WORK INSTRUCTION:
Line by line, set down the records exactly as they appear below.

Content starts

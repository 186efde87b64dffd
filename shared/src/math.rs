//! Math types for scenepack
//!
//! POD (Plain Old Data) transform types that serialize as plain arrays, so
//! crates consuming the scene graph do not need glam in their public API.
//! Composition goes through real 4×4 TRS matrices (glam) so rotated and
//! non-uniformly scaled ancestors are handled correctly.

use glam::{EulerRot, Mat4, Quat, Vec3};
use serde::{Deserialize, Serialize};

/// Absolute tolerance used when comparing transform components to identity
pub const TRANSFORM_EPSILON: f32 = 1e-6;

/// Local placement of a node relative to its parent
///
/// Rotation is a unit quaternion stored as `[x, y, z, w]`. Encoders never
/// renormalize it; callers are responsible for keeping it unit length.
#[derive(Clone, Copy, Debug, PartialEq, Serialize, Deserialize)]
pub struct Transform {
    pub position: [f32; 3],
    pub rotation: [f32; 4],
    pub scale: [f32; 3],
}

impl Default for Transform {
    fn default() -> Self {
        Self::IDENTITY
    }
}

impl Transform {
    /// Identity transform (no translation, no rotation, unit scale)
    pub const IDENTITY: Self = Self {
        position: [0.0, 0.0, 0.0],
        rotation: [0.0, 0.0, 0.0, 1.0],
        scale: [1.0, 1.0, 1.0],
    };

    /// Create a transform with only a translation
    pub const fn from_position(position: [f32; 3]) -> Self {
        Self {
            position,
            rotation: Self::IDENTITY.rotation,
            scale: Self::IDENTITY.scale,
        }
    }

    /// Create a transform from Euler angles in degrees (XYZ order)
    pub fn from_euler_degrees(position: [f32; 3], euler: [f32; 3], scale: [f32; 3]) -> Self {
        Self {
            position,
            rotation: euler_degrees_to_quat(euler),
            scale,
        }
    }

    pub fn has_translation(&self) -> bool {
        !approx_eq_slice(&self.position, &Self::IDENTITY.position)
    }

    pub fn has_rotation(&self) -> bool {
        !approx_eq_slice(&self.rotation, &Self::IDENTITY.rotation)
    }

    pub fn has_scale(&self) -> bool {
        !approx_eq_slice(&self.scale, &Self::IDENTITY.scale)
    }

    /// True when every component matches identity within [`TRANSFORM_EPSILON`]
    pub fn is_identity(&self) -> bool {
        !self.has_translation() && !self.has_rotation() && !self.has_scale()
    }

    /// Local TRS matrix as a glam matrix
    pub fn to_mat4(&self) -> Mat4 {
        Mat4::from_scale_rotation_translation(
            Vec3::from_array(self.scale),
            Quat::from_array(self.rotation),
            Vec3::from_array(self.position),
        )
    }

    /// Local TRS matrix, column-major (glTF layout)
    pub fn to_matrix(&self) -> [f32; 16] {
        self.to_mat4().to_cols_array()
    }

    /// Decompose a column-major affine matrix into translation, rotation and scale
    ///
    /// Shear cannot be represented and is lost.
    pub fn from_matrix(matrix: &[f32; 16]) -> Self {
        Self::from_mat4(&Mat4::from_cols_array(matrix))
    }

    fn from_mat4(matrix: &Mat4) -> Self {
        let (scale, rotation, translation) = matrix.to_scale_rotation_translation();
        Self {
            position: translation.to_array(),
            rotation: rotation.to_array(),
            scale: scale.to_array(),
        }
    }

    /// Compose `child` under `self`: the result maps child-local space to
    /// the space `self` is expressed in
    pub fn mul(&self, child: &Transform) -> Transform {
        Self::from_mat4(&(self.to_mat4() * child.to_mat4()))
    }
}

/// Convert XYZ Euler angles in degrees to a unit quaternion `[x, y, z, w]`
pub fn euler_degrees_to_quat(euler: [f32; 3]) -> [f32; 4] {
    Quat::from_euler(
        EulerRot::XYZ,
        euler[0].to_radians(),
        euler[1].to_radians(),
        euler[2].to_radians(),
    )
    .to_array()
}

fn approx_eq_slice(a: &[f32], b: &[f32]) -> bool {
    a.iter()
        .zip(b)
        .all(|(x, y)| (x - y).abs() <= TRANSFORM_EPSILON)
}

Content ends

TASK RESPONSE:
repository 186efde87b64dffd
filename shared/src/math.rs
//! Math types for scenepack
//!
//! POD (Plain Old Data) transform types that serialize as plain arrays, so
//! crates consuming the scene graph do not need glam in their public API.
//! Composition goes through real 4×4 TRS matrices (glam) so rotated and
//! non-uniformly scaled ancestors are handled correctly.

use glam::{EulerRot, Mat4, Quat, Vec3};
use serde::{Deserialize, Serialize};

/// Absolute tolerance used when comparing transform components to identity
pub const TRANSFORM_EPSILON: f32 = 1e-6;

/// Local placement of a node relative to its parent
///
/// Rotation is a unit quaternion stored as `[x, y, z, w]`. Encoders never
/// renormalize it; callers are responsible for keeping it unit length.
#[derive(Clone, Copy, Debug, PartialEq, Serialize, Deserialize)]
pub struct Transform {
    pub position: [f32; 3],
    pub rotation: [f32; 4],
    pub scale: [f32; 3],
}

impl Default for Transform {
    fn default() -> Self {
        Self::IDENTITY
    }
}

impl Transform {
    /// Identity transform (no translation, no rotation, unit scale)
    pub const IDENTITY: Self = Self {
        position: [0.0, 0.0, 0.0],
        rotation: [0.0, 0.0, 0.0, 1.0],
        scale: [1.0, 1.0, 1.0],
    };

    /// Create a transform with only a translation
    pub const fn from_position(position: [f32; 3]) -> Self {
        Self {
            position,
            rotation: Self::IDENTITY.rotation,
            scale: Self::IDENTITY.scale,
        }
    }

    /// Create a transform from Euler angles in degrees (XYZ order)
    pub fn from_euler_degrees(position: [f32; 3], euler: [f32; 3], scale: [f32; 3]) -> Self {
        Self {
            position,
            rotation: euler_degrees_to_quat(euler),
            scale,
        }
    }

    pub fn has_translation(&self) -> bool {
        !approx_eq_slice(&self.position, &Self::IDENTITY.position)
    }

    pub fn has_rotation(&self) -> bool {
        !approx_eq_slice(&self.rotation, &Self::IDENTITY.rotation)
    }

    pub fn has_scale(&self) -> bool {
        !approx_eq_slice(&self.scale, &Self::IDENTITY.scale)
    }

    /// True when every component matches identity within [`TRANSFORM_EPSILON`]
    pub fn is_identity(&self) -> bool {
        !self.has_translation() && !self.has_rotation() && !self.has_scale()
    }

    /// Local TRS matrix as a glam matrix
    pub fn to_mat4(&self) -> Mat4 {
        Mat4::from_scale_rotation_translation(
            Vec3::from_array(self.scale),
            Quat::from_array(self.rotation),
            Vec3::from_array(self.position),
        )
    }

    /// Local TRS matrix, column-major (glTF layout)
    pub fn to_matrix(&self) -> [f32; 16] {
        self.to_mat4().to_cols_array()
    }

    /// Decompose a column-major affine matrix into translation, rotation and scale
    ///
    /// Shear cannot be represented and is lost.
    pub fn from_matrix(matrix: &[f32; 16]) -> Self {
        Self::from_mat4(&Mat4::from_cols_array(matrix))
    }

    fn from_mat4(matrix: &Mat4) -> Self {
        let (scale, rotation, translation) = matrix.to_scale_rotation_translation();
        Self {
            position: translation.to_array(),
            rotation: rotation.to_array(),
            scale: scale.to_array(),
        }
    }

    /// Compose `child` under `self`: the result maps child-local space to
    /// the space `self` is expressed in
    pub fn mul(&self, child: &Transform) -> Transform {
        Self::from_mat4(&(self.to_mat4() * child.to_mat4()))
    }
}

/// Convert XYZ Euler angles in degrees to a unit quaternion `[x, y, z, w]`
pub fn euler_degrees_to_quat(euler: [f32; 3]) -> [f32; 4] {
    Quat::from_euler(
        EulerRot::XYZ,
        euler[0].to_radians(),
        euler[1].to_radians(),
        euler[2].to_radians(),
    )
    .to_array()
}

fn approx_eq_slice(a: &[f32], b: &[f32]) -> bool {
    a.iter()
        .zip(b)
        .all(|(x, y)| (x - y).abs() <= TRANSFORM_EPSILON)
}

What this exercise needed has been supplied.